The payer or insurance director may evaluate and find the given prescribed medication from the service provider is unnecessary, which can be achieved with one-time therapy rather than long-term medicines. As a result, a provider must ensure that the drugs prescribed are less expensive and that the cure is obtained quickly.

4.  Recruiting pre-auth specialists

Errors in documentation can halt the procedure. You can speed up the pre-auth process as a provider by hiring someone familiar with the rules and formalities that must be followed in submission. An in-house faculty member may take longer to process the application, whereas a specialist may complete a task in less time.

A regular employee on the job is more likely to make mistakes in documents than an expert who is well-versed in obtaining approval from the insurer. You can transfer your workload to the specialist and acquaint them with your medical practice management policies and procedures.

To speed up the process, provide them with the required software, such as medical billing software or a practice revenue calculator.

You can speed up the initial authorization processes by following these simple steps.

5.  Clear communication between provider and payer

“Communication is the key to success,” as the old proverb goes. The provider should be well-versed and confident in communicating every detail and learning why the application is rejected. Knowing the basis for one denial can help you avoid hundreds more. Communicate clearly with the payer and obtain a complete and accurate explanation. Because you may not always understand the reason for a delay or rejection, communicating the requirements and rules ahead of schedule will save you a lot of time.

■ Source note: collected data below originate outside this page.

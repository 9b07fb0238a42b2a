//! Audit trail of what the triage core processed.
//!
//! Counters only: no samples, answers or scores are retained here.

pub mod log;

pub use log::{
    create_shared_log, create_shared_log_with_persistence, AuditLog, AuditStats, SharedAuditLog,
};
fn detect_factors(
    voice: Option<&VoiceData>,
    facial: Option<&FacialData>,
    anamnesis: Option<&AnamnesisData>,
) -> Vec<CorrelationFactor> {
    let mut found = Vec::new();

    if let (Some(v), Some(f)) = (voice, facial) {
        let difference = (v.stress_level - f.stress_indicators).abs();
        if difference < 0.2 {
            let strength = (1.0 - 5.0 * difference).clamp(0.0, 1.0);
            found.push(CorrelationFactor {
                code: FactorCode::StressCoherence,
                polarity: Polarity::Positive,
                name: "Coerência de estresse".to_string(),
                strength,
                description: "Nível de estresse vocal consistente com os indicadores faciais"
                    .to_string(),
                reliability_bonus: 0.1 * strength,
            });
        }
    }

    if let (Some(v), Some(f), Some(a)) = (voice, facial, anamnesis) {
        let signals = [v.stress_level, f.stress_indicators, a.symptom_severity];
        let mean = signals.iter().sum::<f64>() / signals.len() as f64;
        let spread = signals
            .iter()
            .map(|s| (s - mean).abs())
            .fold(0.0, f64::max);
        if spread <= 0.1 {
            let strength = (1.0 - 5.0 * spread).clamp(0.0, 1.0);
            found.push(CorrelationFactor {
                code: FactorCode::TriModalConsistency,
                polarity: Polarity::Positive,
                name: "Consistência tri-modal".to_string(),
                strength,
                description: "Voz, face e questionário indicam o mesmo nível de gravidade"
                    .to_string(),
                reliability_bonus: 0.15,
            });
        }
    }

    if let (Some(v), Some(f)) = (voice, facial) {
        if v.audio_quality > 0.8 && f.lighting_quality > 0.8 {
            found.push(CorrelationFactor {
                code: FactorCode::HighDataQuality,
                polarity: Polarity::Positive,
                name: "Alta qualidade dos dados".to_string(),
                strength: v.audio_quality.min(f.lighting_quality),
                description: "Áudio e iluminação com qualidade elevada".to_string(),
                reliability_bonus: 0.05,
            });
        }
    }

    found
}

fn recommendations(result: &CorrelationResult) -> Vec<String> {
    let has = |code: InconsistencyCode| result.inconsistencies.iter().any(|i| i.code == code);
    let mut out = Vec::new();

    if result.has_critical_inconsistency() {
        out.push(
            "Inconsistência crítica detectada: repita a medição antes de considerar o resultado."
                .to_string(),
        );
    }
    if has(InconsistencyCode::PoorAudio) {
        out.push(
            "Melhore a qualidade do áudio: grave em ambiente silencioso, próximo ao microfone."
                .to_string(),
        );
    }
    if has(InconsistencyCode::PoorLighting) {
        out.push(
            "Melhore a iluminação: posicione-se de frente para uma fonte de luz uniforme."
                .to_string(),
        );
    }
    if result.strong_factor_count() >= 2 {
        out.push(
            "Múltiplas modalidades concordam entre si: os dados apresentam alta consistência."
                .to_string(),
        );
    }
    if has(InconsistencyCode::InconsistentResponses) {
        out.push("Revise as respostas do questionário: há contradições entre elas.".to_string());
    }

    out
}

6.  Include the recommendations of the patient’s company

Getting the patient involved is a powerful weapon for speeding up the process. A reference from higher officials or a patient’s company can quickly help the payer approve the claim because the insurance does not want to let down any officials who provide leads or lose this prospective lead from the company.

7.  Upgrade to take advantage of new technology

Prior authorization has become smoother and easier to approve in recent years. This could be due to the use of cutting-edge technology and software. The transition from manual to electronic evaluation has facilitated insurers’ work. Implementing new innovative methods and techniques has reduced workload and increased revenue in medical practices.

Medical billing software, for example, has significantly accelerated the process. However, we cannot ignore the most recent technology for calculating practice revenue to keep patient records up to date. Embracing technology helps hospitals develop their care and revenue departments.

A medical practice revenue calculator will help you avoid mistakes and quickly prepare patients’ billing records.


In the past, physicians got terrified by listening to the name of prior authorization processes. This is because it is a time-consuming and lengthy procedure in those days. Even after applying, it took a long time for the patient’s application to be approved. During this time, the process has been running smoothly and quickly.

There is no concern about not being approved unless the prescription is more expensive and less necessary, paperwork issues and ambiguous statements, or lack of communication. Everything may be the result of a failure to follow the rules. As a result, rejection reasons can be avoided even with the most advanced technologies. Technology and software are critical in accelerating the prior authorization procedure.